───── THE DATA

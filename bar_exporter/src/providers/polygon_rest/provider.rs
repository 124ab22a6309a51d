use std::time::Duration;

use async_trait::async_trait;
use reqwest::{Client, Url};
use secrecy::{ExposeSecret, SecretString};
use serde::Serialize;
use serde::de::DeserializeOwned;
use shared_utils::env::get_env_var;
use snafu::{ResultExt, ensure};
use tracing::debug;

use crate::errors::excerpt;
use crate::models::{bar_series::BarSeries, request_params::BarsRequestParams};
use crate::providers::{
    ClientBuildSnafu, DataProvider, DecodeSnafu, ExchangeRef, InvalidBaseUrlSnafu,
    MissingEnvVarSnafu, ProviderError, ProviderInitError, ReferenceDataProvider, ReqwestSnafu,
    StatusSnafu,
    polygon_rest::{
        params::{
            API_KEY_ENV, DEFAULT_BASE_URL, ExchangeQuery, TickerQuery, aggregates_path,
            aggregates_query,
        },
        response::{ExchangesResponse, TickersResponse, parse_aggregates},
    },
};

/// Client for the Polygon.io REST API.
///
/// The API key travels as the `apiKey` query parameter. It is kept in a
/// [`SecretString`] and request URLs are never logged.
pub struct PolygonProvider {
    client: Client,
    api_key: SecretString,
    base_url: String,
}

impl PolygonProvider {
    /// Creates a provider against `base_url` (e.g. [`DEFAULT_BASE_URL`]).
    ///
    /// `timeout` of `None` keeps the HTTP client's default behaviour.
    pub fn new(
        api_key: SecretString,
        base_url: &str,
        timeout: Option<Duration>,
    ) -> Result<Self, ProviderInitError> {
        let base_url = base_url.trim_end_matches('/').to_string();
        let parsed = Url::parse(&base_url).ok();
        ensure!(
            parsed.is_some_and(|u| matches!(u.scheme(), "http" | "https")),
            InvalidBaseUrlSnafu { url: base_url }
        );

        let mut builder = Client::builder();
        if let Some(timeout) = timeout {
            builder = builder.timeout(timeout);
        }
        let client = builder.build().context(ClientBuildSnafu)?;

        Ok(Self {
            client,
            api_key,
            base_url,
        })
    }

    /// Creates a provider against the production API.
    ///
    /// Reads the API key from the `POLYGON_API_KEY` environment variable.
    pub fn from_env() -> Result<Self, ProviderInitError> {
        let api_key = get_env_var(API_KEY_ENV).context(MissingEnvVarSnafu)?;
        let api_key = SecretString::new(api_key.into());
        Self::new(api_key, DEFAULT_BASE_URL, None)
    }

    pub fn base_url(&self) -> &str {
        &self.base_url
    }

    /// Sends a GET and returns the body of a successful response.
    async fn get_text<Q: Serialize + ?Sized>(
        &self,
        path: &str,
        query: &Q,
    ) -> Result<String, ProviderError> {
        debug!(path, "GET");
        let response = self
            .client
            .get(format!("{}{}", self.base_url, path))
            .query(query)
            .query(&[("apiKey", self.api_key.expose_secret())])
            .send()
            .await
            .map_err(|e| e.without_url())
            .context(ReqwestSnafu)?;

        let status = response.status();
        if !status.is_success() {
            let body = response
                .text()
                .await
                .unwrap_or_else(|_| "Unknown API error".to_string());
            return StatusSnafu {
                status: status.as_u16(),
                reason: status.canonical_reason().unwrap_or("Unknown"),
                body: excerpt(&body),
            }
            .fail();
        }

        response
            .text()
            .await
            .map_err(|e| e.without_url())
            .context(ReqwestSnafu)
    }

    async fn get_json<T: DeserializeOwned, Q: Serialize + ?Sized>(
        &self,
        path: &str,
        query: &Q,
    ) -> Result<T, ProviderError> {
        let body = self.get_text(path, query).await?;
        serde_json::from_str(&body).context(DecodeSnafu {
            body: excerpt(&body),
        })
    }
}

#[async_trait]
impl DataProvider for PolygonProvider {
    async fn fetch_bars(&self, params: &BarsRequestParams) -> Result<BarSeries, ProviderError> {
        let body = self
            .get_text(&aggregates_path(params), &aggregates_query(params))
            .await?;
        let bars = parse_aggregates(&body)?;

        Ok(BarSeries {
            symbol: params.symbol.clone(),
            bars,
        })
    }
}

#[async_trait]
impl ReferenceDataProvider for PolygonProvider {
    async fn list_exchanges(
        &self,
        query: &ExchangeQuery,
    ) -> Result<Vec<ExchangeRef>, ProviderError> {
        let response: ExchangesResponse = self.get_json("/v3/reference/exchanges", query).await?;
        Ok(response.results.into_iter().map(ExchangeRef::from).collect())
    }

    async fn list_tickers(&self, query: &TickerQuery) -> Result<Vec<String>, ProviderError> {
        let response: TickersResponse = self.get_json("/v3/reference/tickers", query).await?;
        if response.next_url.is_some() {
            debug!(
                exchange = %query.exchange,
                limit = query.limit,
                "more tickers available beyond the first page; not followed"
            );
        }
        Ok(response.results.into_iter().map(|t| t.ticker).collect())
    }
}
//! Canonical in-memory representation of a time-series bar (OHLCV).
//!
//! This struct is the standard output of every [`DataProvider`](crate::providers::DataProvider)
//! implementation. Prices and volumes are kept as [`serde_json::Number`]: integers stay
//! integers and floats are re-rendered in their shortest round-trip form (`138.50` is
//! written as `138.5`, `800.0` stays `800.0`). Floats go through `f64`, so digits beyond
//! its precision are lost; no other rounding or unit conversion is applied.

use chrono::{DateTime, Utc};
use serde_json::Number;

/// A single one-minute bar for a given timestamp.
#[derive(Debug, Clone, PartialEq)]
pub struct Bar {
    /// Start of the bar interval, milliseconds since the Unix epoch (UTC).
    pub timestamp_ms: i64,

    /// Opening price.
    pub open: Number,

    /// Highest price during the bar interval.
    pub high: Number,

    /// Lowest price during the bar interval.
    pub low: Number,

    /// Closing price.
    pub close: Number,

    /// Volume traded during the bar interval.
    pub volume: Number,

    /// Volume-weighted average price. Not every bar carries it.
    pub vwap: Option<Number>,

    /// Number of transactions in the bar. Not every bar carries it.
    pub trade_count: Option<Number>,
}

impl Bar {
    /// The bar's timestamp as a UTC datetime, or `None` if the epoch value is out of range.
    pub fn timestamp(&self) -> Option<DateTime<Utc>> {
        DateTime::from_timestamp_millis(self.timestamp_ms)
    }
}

──────────

PROMPT: Output the data exactly, so that every line matches the original.

ANSWER BELOW:
filename bar_exporter/src/providers/polygon_rest/provider.rs
repository 124ab22a6309a51d
use std::time::Duration;

use async_trait::async_trait;
use reqwest::{Client, Url};
use secrecy::{ExposeSecret, SecretString};
use serde::Serialize;
use serde::de::DeserializeOwned;
use shared_utils::env::get_env_var;
use snafu::{ResultExt, ensure};
use tracing::debug;

use crate::errors::excerpt;
use crate::models::{bar_series::BarSeries, request_params::BarsRequestParams};
use crate::providers::{
    ClientBuildSnafu, DataProvider, DecodeSnafu, ExchangeRef, InvalidBaseUrlSnafu,
    MissingEnvVarSnafu, ProviderError, ProviderInitError, ReferenceDataProvider, ReqwestSnafu,
    StatusSnafu,
    polygon_rest::{
        params::{
            API_KEY_ENV, DEFAULT_BASE_URL, ExchangeQuery, TickerQuery, aggregates_path,
            aggregates_query,
        },
        response::{ExchangesResponse, TickersResponse, parse_aggregates},
    },
};

/// Client for the Polygon.io REST API.
///
/// The API key travels as the `apiKey` query parameter. It is kept in a
/// [`SecretString`] and request URLs are never logged.
pub struct PolygonProvider {
    client: Client,
    api_key: SecretString,
    base_url: String,
}

impl PolygonProvider {
    /// Creates a provider against `base_url` (e.g. [`DEFAULT_BASE_URL`]).
    ///
    /// `timeout` of `None` keeps the HTTP client's default behaviour.
    pub fn new(
        api_key: SecretString,
        base_url: &str,
        timeout: Option<Duration>,
    ) -> Result<Self, ProviderInitError> {
        let base_url = base_url.trim_end_matches('/').to_string();
        let parsed = Url::parse(&base_url).ok();
        ensure!(
            parsed.is_some_and(|u| matches!(u.scheme(), "http" | "https")),
            InvalidBaseUrlSnafu { url: base_url }
        );

        let mut builder = Client::builder();
        if let Some(timeout) = timeout {
            builder = builder.timeout(timeout);
        }
        let client = builder.build().context(ClientBuildSnafu)?;

        Ok(Self {
            client,
            api_key,
            base_url,
        })
    }

    /// Creates a provider against the production API.
    ///
    /// Reads the API key from the `POLYGON_API_KEY` environment variable.
    pub fn from_env() -> Result<Self, ProviderInitError> {
        let api_key = get_env_var(API_KEY_ENV).context(MissingEnvVarSnafu)?;
        let api_key = SecretString::new(api_key.into());
        Self::new(api_key, DEFAULT_BASE_URL, None)
    }

    pub fn base_url(&self) -> &str {
        &self.base_url
    }

    /// Sends a GET and returns the body of a successful response.
    async fn get_text<Q: Serialize + ?Sized>(
        &self,
        path: &str,
        query: &Q,
    ) -> Result<String, ProviderError> {
        debug!(path, "GET");
        let response = self
            .client
            .get(format!("{}{}", self.base_url, path))
            .query(query)
            .query(&[("apiKey", self.api_key.expose_secret())])
            .send()
            .await
            .map_err(|e| e.without_url())
            .context(ReqwestSnafu)?;

        let status = response.status();
        if !status.is_success() {
            let body = response
                .text()
                .await
                .unwrap_or_else(|_| "Unknown API error".to_string());
            return StatusSnafu {
                status: status.as_u16(),
                reason: status.canonical_reason().unwrap_or("Unknown"),
                body: excerpt(&body),
            }
            .fail();
        }

        response
            .text()
            .await
            .map_err(|e| e.without_url())
            .context(ReqwestSnafu)
    }

    async fn get_json<T: DeserializeOwned, Q: Serialize + ?Sized>(
        &self,
        path: &str,
        query: &Q,
    ) -> Result<T, ProviderError> {
        let body = self.get_text(path, query).await?;
        serde_json::from_str(&body).context(DecodeSnafu {
            body: excerpt(&body),
        })
    }
}

#[async_trait]
impl DataProvider for PolygonProvider {
    async fn fetch_bars(&self, params: &BarsRequestParams) -> Result<BarSeries, ProviderError> {
        let body = self
            .get_text(&aggregates_path(params), &aggregates_query(params))
            .await?;
        let bars = parse_aggregates(&body)?;

        Ok(BarSeries {
            symbol: params.symbol.clone(),
            bars,
        })
    }
}

#[async_trait]
impl ReferenceDataProvider for PolygonProvider {
    async fn list_exchanges(
        &self,
        query: &ExchangeQuery,
    ) -> Result<Vec<ExchangeRef>, ProviderError> {
        let response: ExchangesResponse = self.get_json("/v3/reference/exchanges", query).await?;
        Ok(response.results.into_iter().map(ExchangeRef::from).collect())
    }

    async fn list_tickers(&self, query: &TickerQuery) -> Result<Vec<String>, ProviderError> {
        let response: TickersResponse = self.get_json("/v3/reference/tickers", query).await?;
        if response.next_url.is_some() {
            debug!(
                exchange = %query.exchange,
                limit = query.limit,
                "more tickers available beyond the first page; not followed"
            );
        }
        Ok(response.results.into_iter().map(|t| t.ticker).collect())
    }
}
//! Canonical in-memory representation of a time-series bar (OHLCV).
//!
//! This struct is the standard output of every [`DataProvider`](crate::providers::DataProvider)
//! implementation. Prices and volumes are kept as [`serde_json::Number`]: integers stay
//! integers and floats are re-rendered in their shortest round-trip form (`138.50` is
//! written as `138.5`, `800.0` stays `800.0`). Floats go through `f64`, so digits beyond
//! its precision are lost; no other rounding or unit conversion is applied.

use chrono::{DateTime, Utc};
use serde_json::Number;

/// A single one-minute bar for a given timestamp.
#[derive(Debug, Clone, PartialEq)]
pub struct Bar {
    /// Start of the bar interval, milliseconds since the Unix epoch (UTC).
    pub timestamp_ms: i64,

    /// Opening price.
    pub open: Number,

    /// Highest price during the bar interval.
    pub high: Number,

    /// Lowest price during the bar interval.
    pub low: Number,

    /// Closing price.
    pub close: Number,

    /// Volume traded during the bar interval.
    pub volume: Number,

    /// Volume-weighted average price. Not every bar carries it.
    pub vwap: Option<Number>,

    /// Number of transactions in the bar. Not every bar carries it.
    pub trade_count: Option<Number>,
}

impl Bar {
    /// The bar's timestamp as a UTC datetime, or `None` if the epoch value is out of range.
    pub fn timestamp(&self) -> Option<DateTime<Utc>> {
        DateTime::from_timestamp_millis(self.timestamp_ms)
    }
}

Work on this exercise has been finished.